Much as I love writing ebooks, I
have to admit – the digital world’s hard to navigate through at times. I get
overwhelmed by the deluge of email, the dizzying number of sites to visit, and
yes, even the avalanche of ebooks. My kindle now holds more than 320 ebooks,
and the simple act of scrolling through the pages of titles takes more time
than I care to spend.
Illegal downloads depress me,
especially now that a company has decided to sell “used” digital products,including ebooks sometime in the future. Really? Seriously? These people have no
clue what it means to labor over something for months, sometimes years. Their
brazenness astounds me.
The vehemence of Kindle boards against
hard-working authors keeps me away entirely. It’s entirely too easy for anyone
these days to spew hurtful words, and Facebook is becoming a real turn-off for
not only this reason, but now that it’s limiting other people’s views of your
posts and offering to sell you a deal for all the people who used to be able to
see your posts to be able to see one – once only, unless you’re willing to shell
out the $5.00 fee on an unlimited basis.
The tools that sites put up for
readers to use have been made meaningless, sometimes by other authors
attempting to demean works I suppose in order to make theirs more attractive
(kind of a crazy notion, don’t you think? but it happens) and recently, an
author said pirates have been leaving one-star, terrible reviews for her work.
Why? If they want unscrupulous people to download from their sites, why make
that book less than desirable? I can’t fathom much of the thinking behind these
practices.
I suppose I’m old-fashioned
sometimes. I don’t like being digitally connected 24/7, and I have a hard
enough time without the Internet rewiring my brain, as this article claims. And this Newsweek article is even scarier, with evidence some people are actually suffering new forms of mental illness as a result.
If I ever leaned toward obsessive
compulsiveness, it’s with checking email. And Facebook. And blogs. And about a
dozen other sites. I get caught in a loop of circling from one to the other. It’s
a frustrating cycle.
Not to mention that I could probably construct a web page faster than my computer can load them these days.

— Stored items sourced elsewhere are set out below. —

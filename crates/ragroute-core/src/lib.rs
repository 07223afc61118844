//! Ragroute Core Library
//!
//! This crate provides the core functionality for ragroute, an adaptive
//! request router for retrieval agents:
//! - Keyword classification of incoming questions
//! - UCB1 bandit routing over (category, handler) arms with priors
//! - Persisted routing statistics that survive restarts
//! - Append-only interaction ledger for late feedback
//! - Orchestration of routing, handler calls and feedback
//! - Offline analysis of the ledger

pub mod analyzer;
pub mod config;
pub mod error;
pub mod handlers;
pub mod orchestrator;
pub mod routing;
pub mod storage;

pub use error::{Error, Result};

/// Re-export commonly used types
pub mod prelude {
    pub use crate::config::Config;
    pub use crate::error::{Error, Result};
    pub use crate::handlers::{Handler, HandlerOutput, HandlerRegistry};
    pub use crate::orchestrator::{Orchestrator, RoutingResult};
    pub use crate::routing::{Category, Router};
}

Blogger has updated again, but this version doesn't "like" Firefox (the browser I use, of course) so error messages abound. Gotta love technology.

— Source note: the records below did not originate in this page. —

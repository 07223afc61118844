//! Handler trait and common types for retrieval strategies

use async_trait::async_trait;
use serde::{Deserialize, Serialize};

use crate::error::Result;

/// Output of a handler run
#[derive(Debug, Clone, PartialEq, Serialize, Deserialize)]
pub struct HandlerOutput {
    /// Generated answer text
    pub answer: String,
    /// Number of retrieved sources the answer was grounded on
    pub source_count: usize,
    /// Strategy-specific extras (sources, scores, prompts)
    #[serde(default, skip_serializing_if = "serde_json::Value::is_null")]
    pub metadata: serde_json::Value,
}

impl HandlerOutput {
    /// Create an output with an answer and no sources
    pub fn new(answer: impl Into<String>) -> Self {
        Self {
            answer: answer.into(),
            source_count: 0,
            metadata: serde_json::Value::Null,
        }
    }

    /// Set the source count
    pub fn with_sources(mut self, count: usize) -> Self {
        self.source_count = count;
        self
    }

    /// Attach strategy-specific metadata
    pub fn with_metadata(mut self, metadata: serde_json::Value) -> Self {
        self.metadata = metadata;
        self
    }
}

/// Public description of a registered handler
#[derive(Debug, Clone, PartialEq, Eq, Serialize, Deserialize)]
pub struct HandlerInfo {
    pub id: String,
    pub description: String,
}

/// An interchangeable retrieval strategy
///
/// Implementations live outside this crate. The router and orchestrator
/// only ever see this trait and never branch on the concrete type.
#[async_trait]
pub trait Handler: Send + Sync {
    /// Unique identifier, also the handler half of every arm
    fn id(&self) -> &str;

    /// One-line description for listings
    fn description(&self) -> &str {
        ""
    }

    /// Answer `question` using up to `top_k` retrieved sources
    async fn run(&self, question: &str, top_k: usize) -> Result<HandlerOutput>;

    fn info(&self) -> HandlerInfo {
        HandlerInfo {
            id: self.id().to_string(),
            description: self.description().to_string(),
        }
    }
}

Not to mention that I could probably construct a web page faster than my computer can load them these days. Blogger has updated again, but this version doesn't "like" Firefox (the browser I use, of course) so error messages abound. Gotta love technology.
Don’t get me wrong, I love
convenience of the Internet. Doing research is so easy using Google, but it’s not the
same as, say, visiting a foreign place to absorb all its newness through your
senses. But I honestly believe my brain’s already deficient, because I can’t
use Twitter. Yes, I know how it works in theory, but when I try to actually use
it, it’s instant overload and my brain shuts down.
It makes me sad to think, too, that
future readers won’t know the joy of buying old books. I don’t mean used books,
I mean old as in 50 or 100 years old. I suppose I’m a dweeb, but when I found a
copy of Mark Twain’s Innocents Abroad from 1906, I had to have it, and still get
excited when I open it and think he might have actually touched it, too (it’s
from a Connecticut library).
Several other antique books sit on
my top shelf, out of reach of little hands. In large boxes I’ve never unpacked
since we moved six years ago, all the LPs of my youth are crammed together,
probably too warped to ever play again, but I can’t get rid of them. I love
them. Some are rare, including The Beatles Rarities, and a white vinyl White
Album. I have yet to switch to digital music, though I suppose it’s inevitable
at some point.
Maybe I’m just upset I couldn’t
write this weekend. As many times as I sat down at the laptop, I got up again.
I had “monkey mind,” as Natalie Goldberg (and Buddhists) call it, and my thoughts were
swinging from neuron to neuron, screeching with laughter at my attempts to lure
them down.
Maybe it was just one of those
weekends. Sometimes, I can tear up the keyboard from Friday night through
Sunday night and rack up a word count of 12k or so. This wasn’t one of those
weekends. But there will be others. That monkey's going down.